EXERCISE:
Search term "args": copy each line of the records that contains it.
##############################
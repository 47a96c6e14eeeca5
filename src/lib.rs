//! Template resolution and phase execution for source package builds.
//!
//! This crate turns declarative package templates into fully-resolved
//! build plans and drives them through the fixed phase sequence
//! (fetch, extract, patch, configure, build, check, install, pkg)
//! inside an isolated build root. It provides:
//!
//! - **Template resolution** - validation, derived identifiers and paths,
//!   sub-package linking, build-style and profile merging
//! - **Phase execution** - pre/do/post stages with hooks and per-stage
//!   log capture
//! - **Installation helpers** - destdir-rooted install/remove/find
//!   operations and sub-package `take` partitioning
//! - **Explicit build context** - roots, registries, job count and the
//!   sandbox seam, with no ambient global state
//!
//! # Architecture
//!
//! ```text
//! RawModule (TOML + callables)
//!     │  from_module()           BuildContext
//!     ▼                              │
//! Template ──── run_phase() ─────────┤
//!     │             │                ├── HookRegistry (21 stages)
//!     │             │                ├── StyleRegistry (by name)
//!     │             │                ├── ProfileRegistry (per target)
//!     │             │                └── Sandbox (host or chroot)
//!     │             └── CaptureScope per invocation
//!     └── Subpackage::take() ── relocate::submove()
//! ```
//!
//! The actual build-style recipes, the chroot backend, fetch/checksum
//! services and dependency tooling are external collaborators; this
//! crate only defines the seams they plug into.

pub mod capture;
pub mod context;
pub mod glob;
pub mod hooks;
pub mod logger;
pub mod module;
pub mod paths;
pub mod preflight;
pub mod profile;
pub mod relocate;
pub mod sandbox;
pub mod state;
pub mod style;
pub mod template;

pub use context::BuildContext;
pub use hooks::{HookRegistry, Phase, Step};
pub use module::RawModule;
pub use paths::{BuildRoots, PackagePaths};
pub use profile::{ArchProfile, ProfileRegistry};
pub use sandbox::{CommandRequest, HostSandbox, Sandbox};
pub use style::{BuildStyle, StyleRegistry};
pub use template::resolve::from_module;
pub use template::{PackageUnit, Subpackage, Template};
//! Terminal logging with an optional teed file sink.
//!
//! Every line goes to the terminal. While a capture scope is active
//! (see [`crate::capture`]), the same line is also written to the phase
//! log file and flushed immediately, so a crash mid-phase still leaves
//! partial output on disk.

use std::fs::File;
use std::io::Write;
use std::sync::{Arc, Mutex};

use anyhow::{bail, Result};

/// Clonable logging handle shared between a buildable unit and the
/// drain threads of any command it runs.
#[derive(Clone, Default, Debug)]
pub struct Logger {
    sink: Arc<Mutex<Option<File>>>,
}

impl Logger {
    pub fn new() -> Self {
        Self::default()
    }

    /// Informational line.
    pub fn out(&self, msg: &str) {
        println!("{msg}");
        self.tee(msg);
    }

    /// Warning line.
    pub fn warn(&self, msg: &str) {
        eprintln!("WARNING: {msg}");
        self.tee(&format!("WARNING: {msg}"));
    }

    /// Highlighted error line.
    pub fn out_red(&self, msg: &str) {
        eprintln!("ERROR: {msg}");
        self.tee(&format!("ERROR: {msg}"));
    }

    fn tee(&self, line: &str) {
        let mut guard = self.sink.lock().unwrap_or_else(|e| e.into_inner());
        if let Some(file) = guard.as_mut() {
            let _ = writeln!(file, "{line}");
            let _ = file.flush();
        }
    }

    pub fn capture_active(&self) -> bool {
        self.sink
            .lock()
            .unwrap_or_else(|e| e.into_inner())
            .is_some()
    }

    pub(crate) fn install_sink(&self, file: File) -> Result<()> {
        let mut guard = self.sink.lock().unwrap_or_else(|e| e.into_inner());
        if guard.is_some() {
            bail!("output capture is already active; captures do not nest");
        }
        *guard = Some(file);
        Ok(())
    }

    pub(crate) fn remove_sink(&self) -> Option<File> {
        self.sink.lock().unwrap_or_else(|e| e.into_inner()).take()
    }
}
##############################
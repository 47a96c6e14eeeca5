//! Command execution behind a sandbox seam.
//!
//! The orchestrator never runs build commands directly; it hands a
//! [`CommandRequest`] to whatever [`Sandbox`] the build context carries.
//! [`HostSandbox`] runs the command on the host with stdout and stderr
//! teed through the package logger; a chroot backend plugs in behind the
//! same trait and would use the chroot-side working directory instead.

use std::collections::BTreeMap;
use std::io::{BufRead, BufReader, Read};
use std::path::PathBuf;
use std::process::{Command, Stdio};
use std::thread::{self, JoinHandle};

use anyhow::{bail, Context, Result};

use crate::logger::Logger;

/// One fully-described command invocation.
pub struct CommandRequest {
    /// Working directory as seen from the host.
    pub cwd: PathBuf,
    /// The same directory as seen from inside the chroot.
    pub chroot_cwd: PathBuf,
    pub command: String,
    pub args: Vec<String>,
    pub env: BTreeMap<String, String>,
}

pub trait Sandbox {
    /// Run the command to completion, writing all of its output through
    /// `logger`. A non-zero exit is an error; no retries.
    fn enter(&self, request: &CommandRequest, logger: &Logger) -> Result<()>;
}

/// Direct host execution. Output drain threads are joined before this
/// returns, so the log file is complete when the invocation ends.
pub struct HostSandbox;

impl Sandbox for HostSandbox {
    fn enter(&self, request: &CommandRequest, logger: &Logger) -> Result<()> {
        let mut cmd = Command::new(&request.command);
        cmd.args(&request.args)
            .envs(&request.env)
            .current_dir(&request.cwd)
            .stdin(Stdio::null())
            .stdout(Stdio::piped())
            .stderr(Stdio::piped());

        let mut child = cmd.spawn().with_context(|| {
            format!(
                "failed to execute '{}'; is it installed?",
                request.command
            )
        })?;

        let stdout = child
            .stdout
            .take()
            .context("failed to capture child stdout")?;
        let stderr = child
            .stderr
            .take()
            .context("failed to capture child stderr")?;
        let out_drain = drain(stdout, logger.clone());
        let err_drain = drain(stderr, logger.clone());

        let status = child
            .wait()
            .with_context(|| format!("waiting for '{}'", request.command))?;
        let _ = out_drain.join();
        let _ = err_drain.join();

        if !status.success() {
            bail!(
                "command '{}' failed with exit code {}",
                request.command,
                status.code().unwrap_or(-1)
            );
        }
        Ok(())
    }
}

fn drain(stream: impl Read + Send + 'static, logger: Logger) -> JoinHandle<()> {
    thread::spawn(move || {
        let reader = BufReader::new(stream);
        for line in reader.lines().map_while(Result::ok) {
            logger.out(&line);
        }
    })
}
##############################
SOLUTION TO THIS PROBLEM:
    pub args: Vec<String>,
        cmd.args(&request.args)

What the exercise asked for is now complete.